Marxloh – Stadtteilportrait

pollmannhaus
Das Pollmannhaus von 1929 (Architektur: „American style building“)

Übersicht

Der im Norden des Duisburger Stadtgebietes gelegene Stadtteil Marxloh ist durch seine durch die Stahlindustrie geprägte Vergangenheit – und Gegenwart – gekennzeichnet.
Die um das Jahr 2000 (IBA) durchgeführten Stadterneuerungsmaßnahmen, wie z.B. der Umbau der Weseler Straße und die Sanierung der altehrwürdígen Gebäude am Pollmannkreuz, zu einem attraktiven Stadtbild bei.

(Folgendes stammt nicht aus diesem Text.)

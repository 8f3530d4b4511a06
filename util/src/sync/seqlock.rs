use crate::sync::{
    atomic::{AtomicUsize, Ordering::*},
    hint,
};
use core::fmt;

/// A [sequence lock] counter.
///
/// A `SeqCount` protects a group of atomic fields that must be observed
/// together. Readers never block writers: they snapshot the sequence number,
/// read the protected fields, and retry the whole read if a write started or
/// completed in the meantime. Writers are serialized by the counter itself
/// (an odd sequence number means a write is in progress), so a separate writer
/// lock is not required.
///
/// The protected data must itself be stored in atomics; `SeqCount` only
/// provides the retry protocol that keeps multi-word reads consistent.
///
/// [sequence lock]: https://en.wikipedia.org/wiki/Seqlock
pub struct SeqCount {
    seq: AtomicUsize,
}

/// An RAII guard indicating that a write is in progress.
///
/// The sequence number is advanced again when the guard is dropped,
/// publishing the write to readers.
#[must_use = "dropping the guard immediately ends the write section"]
pub struct WriteGuard<'lock> {
    seq: &'lock AtomicUsize,
    start: usize,
}

impl SeqCount {
    loom_const_fn! {
        #[must_use]
        pub fn new() -> Self {
            Self {
                seq: AtomicUsize::new(0),
            }
        }
    }

    /// Performs an optimistic read, retrying `f` until it observes a state
    /// that was not concurrently modified.
    ///
    /// `f` may be called any number of times, so it should only load the
    /// protected fields.
    #[inline]
    pub fn read<T>(&self, mut f: impl FnMut() -> T) -> T {
        loop {
            let start = self.read_begin();
            let value = f();
            if !self.read_retry(start) {
                return value;
            }
            hint::spin_loop();
        }
    }

    /// Begins a read section, returning the sequence number to pass to
    /// [`SeqCount::read_retry`].
    ///
    /// This spins while a write is in progress.
    #[inline]
    #[must_use]
    pub fn read_begin(&self) -> usize {
        loop {
            let seq = self.seq.load(Acquire);
            if !is_writing(test_dbg!(seq)) {
                return seq;
            }
            hint::spin_loop();
        }
    }

    /// Returns `true` if a read that began at `start` may have observed a torn
    /// state and must be retried.
    #[inline]
    #[must_use]
    pub fn read_retry(&self, start: usize) -> bool {
        test_dbg!(self.seq.load(Acquire)) != start
    }

    /// Begins a write section, spinning until any other writer has finished.
    pub fn write(&self) -> WriteGuard<'_> {
        let mut curr = self.seq.load(Relaxed);
        loop {
            if is_writing(test_dbg!(curr)) {
                hint::spin_loop();
                curr = self.seq.load(Relaxed);
                continue;
            }

            match self.try_start_write(curr) {
                Ok(_) => return WriteGuard { seq: &self.seq, start: curr },
                Err(actual) => curr = actual,
            }

            hint::spin_loop();
        }
    }

    /// Begins a write section if no other write is in progress.
    ///
    /// This never spins waiting for another writer.
    #[cfg(test)]
    pub(crate) fn try_write(&self) -> Option<WriteGuard<'_>> {
        let mut curr = self.seq.load(Relaxed);
        loop {
            if is_writing(test_dbg!(curr)) {
                return None;
            }

            match self.try_start_write(curr) {
                Ok(_) => return Some(WriteGuard { seq: &self.seq, start: curr }),
                Err(actual) => curr = actual,
            }
        }
    }

    /// Returns `true` if a write is currently in progress.
    #[cfg(test)]
    #[must_use]
    pub(crate) fn is_writing(&self) -> bool {
        is_writing(self.seq.load(Relaxed))
    }

    /// Try to increment the sequence number by one to indicate that
    /// we're starting a write.
    #[inline(always)]
    fn try_start_write(&self, curr: usize) -> Result<usize, usize> {
        test_dbg!(self
            .seq
            .compare_exchange_weak(curr, curr.wrapping_add(1), Acquire, Relaxed))
    }
}

impl Default for SeqCount {
    fn default() -> Self {
        Self::new()
    }
}

impl fmt::Debug for SeqCount {
    fn fmt(&self, f: &mut fmt::Formatter<'_>) -> fmt::Result {
        let seq = self.seq.load(Relaxed);
        f.debug_struct("SeqCount")
            .field("seq", &seq)
            .field("writing", &is_writing(seq))
            .finish()
    }
}

// === impl WriteGuard ===

impl Drop for WriteGuard<'_> {
    #[inline]
    fn drop(&mut self) {
        test_dbg!(self.seq.store(self.start.wrapping_add(2), Release));
    }
}

impl fmt::Debug for WriteGuard<'_> {
    fn fmt(&self, f: &mut fmt::Formatter<'_>) -> fmt::Result {
        f.debug_struct("WriteGuard")
            .field("start", &self.start)
            .finish()
    }
}

/// Returns `true` if a sequence number indicates that a write is in progress.
#[inline(always)]
const fn is_writing(seq: usize) -> bool {
    seq & 1 == 1
}

#[cfg(test)]
mod tests {
    use crate::loom::{self, sync::Arc, thread};
    use crate::sync::atomic::AtomicU64;

    use super::*;

    // loom hits its branch limit quickly when several readers ping-pong in
    // their spin loops without the writer making progress, so only one reader
    // runs under `cfg(loom)`.
    const READERS: usize = if cfg!(loom) { 1 } else { 4 };

    /// Two words that a writer always keeps equal.
    struct Pair {
        seq: SeqCount,
        a: AtomicU64,
        b: AtomicU64,
    }

    impl Pair {
        fn new() -> Self {
            Self {
                seq: SeqCount::new(),
                a: AtomicU64::new(0),
                b: AtomicU64::new(0),
            }
        }

        fn load(&self) -> (u64, u64) {
            self.seq
                .read(|| (self.a.load(Acquire), self.b.load(Acquire)))
        }

        fn bump(&self) {
            let _write = self.seq.write();
            let next = self.a.load(Relaxed) + 1;
            self.a.store(next, Release);
            self.b.store(next, Release);
        }
    }

    #[test]
    fn readers_never_observe_torn_pairs() {
        const WRITES: u64 = 2;

        loom::model(|| {
            let pair = Arc::new(Pair::new());
            let readers = (0..READERS)
                .map(|_| {
                    let pair = pair.clone();
                    thread::spawn(move || {
                        for _ in 0..WRITES {
                            let (a, b) = test_dbg!(pair.load());
                            assert_eq!(a, b, "observed a torn write");
                        }
                    })
                })
                .collect::<Vec<_>>();

            for _ in 0..WRITES {
                pair.bump();
                thread::yield_now();
            }

            for reader in readers {
                reader.join().unwrap();
            }
            assert_eq!(pair.load(), (WRITES, WRITES));
        });
    }

    #[test]
    fn writers_are_serialized() {
        loom::model(|| {
            let pair = Arc::new(Pair::new());
            let writer = {
                let pair = pair.clone();
                thread::spawn(move || pair.bump())
            };
            pair.bump();
            writer.join().unwrap();

            assert_eq!(pair.load(), (2, 2));
        });
    }

    #[test]
    fn try_write_fails_while_writing() {
        loom::model(|| {
            let seq = SeqCount::new();
            let guard = seq.write();
            assert!(seq.is_writing());
            assert!(seq.try_write().is_none());
            drop(guard);

            assert!(!seq.is_writing());
            let start = seq.read_begin();
            assert!(seq.try_write().is_some());
            assert!(seq.read_retry(start), "a completed write must force a retry");
        });
    }
}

Es lohnt sich wieder, in Marxloh zu investieren! – Diese Stimmung ist vielerorts zu erkennen.
Neben den zahlreichen Neu- und Umbaumaßnahmen, Fassadengestaltungen und Geschäftseröffnungen sind vor allem die vielen bürgerschaftlich getragenen Erneuerungsaktivitäten unerlässlich. Die Marxloher Brautmodenmeile und ihr „Made in Marxloh- Image“ sind inzwischen weit über die Landesgrenzen bekannt geworden.
Die Menschen in Marxloh – Deutsche und Nichtdeutsche – schließen sich zusammen, um an der Realisierung gemeinsamer Interessen zu arbeiten, die unabhängig von Herkunft und Religion allen gleichermaßen zugute kommen.

Stadion Schwelgern
Winter 2005 im Schwelgern-Stadion (Erbaut als „Volkspark Schwelgern“ der Stadt Hamborn um 1925)

Was Marxloh den Namen gab

Aus der ländlichen Vergangenheit Marxlohs Zwischen Kreuzeskirche und Bahnhof kann man heute noch das Anwesen des einstigen Marxloher Schulten (Schöffe) entdecken. 1860 steht über dem Eingangsportal. Der Hof mit eigenem Zehntbezirk war aber schon vor 1400 dem Oberhof und Amtsbezirk Beeck unterstellt. Grundherr­schaftlich waren „Dienstmannensitze“ oder „Behandigungs­güter“ wie das in Marxloh von der Fürstäbtissin des Reichs­stiftes Essen abhängig.
Von dichten Baumkronen halb verdeckt. zeigt er sich heute von seiner Rückseite. Die Zufahrtswege sind verschwunden. Von der hier einmal entlang führenden Brandenburger Straße ist noch ein Alleerest vorhanden. Hinter dem Hof erstreckt undurchdringbar die „Nord-Südachse“.
Vom Aufnahmestandort aus gesehen scheint man dennoch ein Stück des alten“Lohfeldes“vor sich zu sehen. Es war das erste gerodete Land der Lohhöfe und des Marxloh­Hofes.
Ein Rest des ehemaligen Marxloher Waldes hat sich als Buchenbestand des Jubiläumshain in unsere Zeit gerettet. Der Ortsname Marxloh sagt aus, daß sich in unserem Fall. hier am Waldgebiet (loh lat.:lukus) eine sumpfige Stelle (Mersk, Marsch) befand. Eine später noch vorhandene Wiesenmulde war. wie alte Flurkarten zeigen. der Rest eines Teiches und frühen Wehrgrabens. Auf der „Insel“ stand noch im 17. Jh. ein Turm(„Spyker“). Einen Marxloher Bach gab es auch, er entsprang hier und mündete an der Sand­furth kurz vor den heutigen Grillo-Werken in den Beeckbach.